No que tange à dificuldade de implementação, o PL 2338/2023 enfrenta alguns desafios práticos, principalmente, em relação à transparência. Nos dias correntes, as ferramentas pautadas em inteligência artificial funcionam a partir de redes neurais profundas e no aprendizado de máquina. A busca por uma IA explicável (XAI) visa balancear a transparência com performance e segurança, mas, hoje, essa questão continua a ser um desafio técnico.

Por último, a fiscalização também é um ponto a ser discutido no Projeto de Lei 2338/2023. Isso porque não existe disposição clara acerca de qual órgão seria incumbido de cumprir a lei e aplicar as sanções cabíveis.
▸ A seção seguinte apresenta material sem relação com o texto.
impl Router {
    /// Create a router with the default configuration.
    pub fn new() -> Self {
        Self::build(RouterConfig::default())
    }

    /// Create a router from a configuration.
    ///
    /// The configuration is validated first; an invalid one is rejected
    /// rather than failing later at request time.
    pub fn with_config(config: RouterConfig) -> Result<Self, ConfigError> {
        config.validate()?;
        Ok(Self::build(config))
    }

    fn build(config: RouterConfig) -> Self {
        Self {
            cache: Mutex::new(RouteCache::new(config.cache_limit)),
            config,
            trie: RouteTrie::new(),
            statics: StaticRoutes::new(),
            middlewares: Vec::new(),
            controllers: ControllerRegistry::new(),
            functions: FunctionRegistry::new(),
            routes: Vec::new(),
            root: Scope::root(),
        }
    }

    // ------------------------------------------------------------------
    // Configuration
    // ------------------------------------------------------------------

    /// The active configuration.
    pub fn config(&self) -> &RouterConfig {
        &self.config
    }

    /// Change the cache limit, evicting the oldest entries if it shrinks.
    pub fn set_cache_limit(&mut self, limit: usize) -> &mut Self {
        self.config.cache_limit = limit;
        self.cache.get_mut().set_limit(limit);
        self
    }

    /// Change the maximum parameter length.
    ///
    /// Zero is rejected and leaves the configuration unchanged. Cached
    /// resolutions were checked against the old limit, so the cache is
    /// cleared.
    pub fn set_max_param_length(&mut self, limit: usize) -> Result<&mut Self, ConfigError> {
        let candidate = RouterConfig {
            max_param_length: limit,
            ..self.config.clone()
        };
        candidate.validate()?;
        self.config = candidate;
        self.cache.get_mut().clear();
        Ok(self)
    }

    /// Replace the controller namespace allow-list.
    ///
    /// Applies to routes registered afterwards. A blank namespace is
    /// rejected and leaves the configuration unchanged.
    pub fn set_allowed_namespaces<I, S>(&mut self, namespaces: I) -> Result<&mut Self, ConfigError>
    where
        I: IntoIterator<Item = S>,
        S: Into<String>,
    {
        let candidate = RouterConfig {
            allowed_namespaces: namespaces.into_iter().map(Into::into).collect(),
            ..self.config.clone()
        };
        candidate.validate()?;
        self.config = candidate;
        Ok(self)
    }

    /// Controllers that action handlers resolve against.
    pub fn controllers_mut(&mut self) -> &mut ControllerRegistry {
        &mut self.controllers
    }

    /// Functions that named handlers resolve against.
    pub fn functions_mut(&mut self) -> &mut FunctionRegistry {
        &mut self.functions
    }

    // ------------------------------------------------------------------
    // Registration
    // ------------------------------------------------------------------

    /// Append a global middleware. Global middleware wraps every route, in
    /// the order it was added.
    pub fn use_middleware(&mut self, middleware: impl Middleware) -> &mut Self {
        self.middlewares.push(Arc::new(middleware));
        self
    }

    /// Append an already erased global middleware.
    pub fn use_boxed(&mut self, middleware: BoxMiddleware) -> &mut Self {
        self.middlewares.push(middleware);
        self
    }

    pub(crate) fn root_scope(&self) -> &Scope {
        &self.root
    }

    /// Validate and store one route. `middlewares` is already merged
    /// (group-inherited first).
    pub(crate) fn insert_route(
        &mut self,
        method: Method,
        raw_path: &str,
        handler: impl IntoHandlerSpec,
        middlewares: Vec<BoxMiddleware>,
    ) -> Result<(), TrellisError> {
        let path = path::normalize(raw_path).map_err(RegistrationError::from)?;
        let handler = HandlerValidator::new(
            &self.controllers,
            &self.functions,
            &self.config.allowed_namespaces,
        )
        .validate(handler.into_handler_spec())?;

        let route = Route {
            handler,
            middlewares: middlewares.into(),
        };
        let replaced = self.trie.insert(method, &path, route.clone())?;
        let fast = is_static(&path);
        if fast {
            self.statics.insert(method, &path, route.entry(Params::new()));
        }

        // Any cached resolution may now be shadowed.
        self.cache.get_mut().clear();

        if replaced.is_some() {
            #[cfg(feature = "tracing")]
            tracing::warn!(method = %method, path = %path, "route replaced");
        } else {
            #[cfg(feature = "tracing")]
            tracing::debug!(method = %method, path = %path, is_static = fast, "route registered");
            self.routes.push((method, path));
        }
        Ok(())
    }

    // ------------------------------------------------------------------
    // Resolution
    // ------------------------------------------------------------------

    /// Resolve a canonical path, populating the cache on a trie hit.
    pub(crate) fn resolve(
        &self,
        method: Method,
        path: &str,
    ) -> Result<Option<RouteEntry>, RoutingError> {
        if let Some(entry) = self.statics.get(method, path) {
            return Ok(Some(entry.clone()));
        }

        let key = route_key(method, path);
        if let Some(entry) = self.cache.lock().get(&key) {
            return Ok(Some(entry));
        }

        let Some(found) = self
            .trie
            .lookup(method, path, self.config.max_param_length)?
        else {
            return Ok(None);
        };
        let entry = found.value.entry(found.params);
        self.cache.lock().insert(key, entry.clone());
        Ok(Some(entry))
    }

    /// Resolve a canonical path without touching the cache order.
    fn peek(&self, method: Method, path: &str) -> Result<Option<RouteEntry>, RoutingError> {
        if let Some(entry) = self.statics.get(method, path) {
            return Ok(Some(entry.clone()));
        }
        if let Some(entry) = self.cache.lock().peek(&route_key(method, path)) {
            return Ok(Some(entry.clone()));
        }
        Ok(self
            .trie
            .lookup(method, path, self.config.max_param_length)?
            .map(|found| found.value.entry(found.params)))
    }

    /// Look a route up without running it and without side effects.
    ///
    /// `HEAD` falls back to the `GET` route. A path that matches nothing is
    /// `Ok(None)`; malformed input is still an error.
    pub fn find_route(&self, method: &str, path: &str) -> Result<Option<RouteEntry>, RoutingError> {
        let method = Method::resolve(method)?;
        let path = path::normalize(path)?;
        match self.peek(method, &path)? {
            Some(entry) => Ok(Some(entry)),
            None if method == Method::Head => self.peek(method.lookup(), &path),
            None => Ok(None),
        }
    }

    /// Methods an `OPTIONS` request on `path` would advertise.
    ///
    /// `HEAD` is included whenever `GET` is; `OPTIONS` always is.
    pub fn allowed_methods(&self, path: &str) -> Result<MethodSet, RoutingError> {
        let path = path::normalize(path)?;
        self.allowed_at(&path)
    }

    /// Lookup errors such as an over-long parameter are surfaced, not
    /// treated as a missing method.
    pub(crate) fn allowed_at(&self, path: &str) -> Result<MethodSet, RoutingError> {
        let mut allowed = MethodSet::empty();
        for method in Method::ALL {
            if self.peek(method, path)?.is_some() {
                allowed |= MethodSet::from(method);
            }
        }
        if allowed.contains(MethodSet::GET) {
            allowed |= MethodSet::HEAD;
        }
        Ok(allowed | MethodSet::OPTIONS)
    }

    // ------------------------------------------------------------------
    // Introspection
    // ------------------------------------------------------------------

    /// Registered `(method, pattern)` pairs, in registration order.
    pub fn routes(&self) -> &[(Method, String)] {
        &self.routes
    }

    /// Drop every cached resolution. Routes and middleware are untouched.
    pub fn clear_cache(&self) {
        self.cache.lock().clear();
        #[cfg(feature = "tracing")]
        tracing::debug!("route cache cleared");
    }

    /// Current counters.
    pub fn stats(&self) -> RouterStats {
        RouterStats {
            static_routes: self.statics.len(),
            total_routes: self.trie.len(),
            cached_routes: self.cache.lock().len(),
            cache_limit: self.config.cache_limit,
            global_middlewares: self.middlewares.len(),
        }
    }
}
Presume-se que tal atribuição ficaria com a Autoridade Nacional de Proteção de Dados (ANPD), que é responsável pela implementação e fiscalização da LGPD, mas o tema ainda está em aberto.

Conclusão

O PL 2338/2023 é uma tentativa robusta de criar um marco regulatório para uso da IA no Brasil, o que inclui diretrizes para a proteção de dados pessoais. Alinhado com a Lei Geral de Proteção de Dados (LGPD), o PL busca assegurar a segurança e a transparência dos sistemas de IA, especialmente no que se refere à software categorizados como de alto risco. No entanto, ainda existem barreiras técnicas a serem superadas no texto legal, como é o caso das disposições sobre a transparência dos sistemas e o esclarecimento acerca dos mecanismos de auditoria e supervisão.

Referências

AUTORIDADE NACIONAL DE PROTEÇÃO DE DADOS. Análise preliminar do Projeto de Lei nº 2338/2023, que dispõe sobre o uso da Inteligência Artificial, 06 de julho de 2023. Disponível em: https://www.gov.br/anpd/pt-br/assuntos/noticias/analise-preliminar-do-pl-2338_2023-formata do-ascom.pdf.
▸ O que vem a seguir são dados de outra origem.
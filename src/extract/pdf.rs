use anyhow::{Context, Result, anyhow};
use std::env;
use std::path::Path;
use std::process::Command;
use tracing::{debug, warn};

/// Plain text of every page.
///
/// Parsed in-process with `pdf-extract`. When that fails and poppler's
/// `pdftotext` or mupdf's `mutool` is installed, the tool gets a second try.
pub(crate) fn extract_pdf(path: &Path) -> Result<String> {
    let err = match pdf_extract::extract_text(path) {
        Ok(text) => return Ok(normalize_page_breaks(&text)),
        Err(err) => anyhow!("failed to parse pdf: {:?}", err),
    };
    match extract_with_tool(path) {
        Some(Ok(text)) => {
            warn!("{:#}; used external tool instead", err);
            Ok(text)
        }
        Some(Err(tool_err)) => {
            debug!("external pdf tool failed: {:#}", tool_err);
            Err(err)
        }
        None => Err(err),
    }
}

fn extract_with_tool(path: &Path) -> Option<Result<String>> {
    let command = if command_exists("pdftotext") {
        let mut command = Command::new("pdftotext");
        command.arg("-enc").arg("UTF-8").arg(path).arg("-");
        command
    } else if command_exists("mutool") {
        let mut command = Command::new("mutool");
        command
            .arg("draw")
            .arg("-q")
            .arg("-F")
            .arg("txt")
            .arg("-o")
            .arg("-")
            .arg(path);
        command
    } else {
        return None;
    };
    Some(run_tool(command))
}

fn run_tool(mut command: Command) -> Result<String> {
    let program = command.get_program().to_string_lossy().to_string();
    let output = command
        .output()
        .with_context(|| format!("failed to run {}", program))?;
    if !output.status.success() {
        let stderr = String::from_utf8_lossy(&output.stderr);
        return Err(anyhow!("{} failed: {}", program, stderr.trim()));
    }
    Ok(normalize_page_breaks(&String::from_utf8_lossy(
        &output.stdout,
    )))
}

// Page breaks come out as form feeds.
fn normalize_page_breaks(text: &str) -> String {
    text.replace('\u{c}', "\n")
}

pub(crate) fn command_exists(cmd: &str) -> bool {
    let path = Path::new(cmd);
    if path.components().count() > 1 {
        return path.is_file();
    }
    let Some(path_var) = env::var_os("PATH") else {
        return false;
    };
    env::split_paths(&path_var).any(|dir| {
        let candidate = dir.join(cmd);
        if candidate.is_file() {
            return true;
        }
        cfg!(windows) && dir.join(format!("{}.exe", cmd)).is_file()
    })
}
BRASIL. Projeto de Lei nº 2338, de 2023. Estabelece princípios, diretrizes e fundamentos para o desenvolvimento e a aplicação da inteligência artificial no Brasil. Senado Federal, 2023. Disponível em: https://www.camara.leg.br. Acesso em: 18 set. 2024. CORTIZ, Diogo. Inteligência Artificial: conceitos fundamentais. In: VAINZOF, Rony; GUTIERREZ, Andrei Guerrero (Orgs.). Inteligência Artificial: sociedade, economia e Estado. São Paulo: Thomson Reuters Brasil, 2021.E-book

DA SILVA MELO, Gustavo. Inteligência Artificial e responsabilidade civil: uma análise do anteprojeto do Marco Legal da Inteligência Artificial e do Projeto de Lei 2338/2023. Revista IBERC, v. 7, n. 1, p. 49-65, 2024.

GILLESPIE, Nicole et al. Trust in artificial intelligence: A global study. The University of Queensland and KPMG Australia, v. 10, 2023.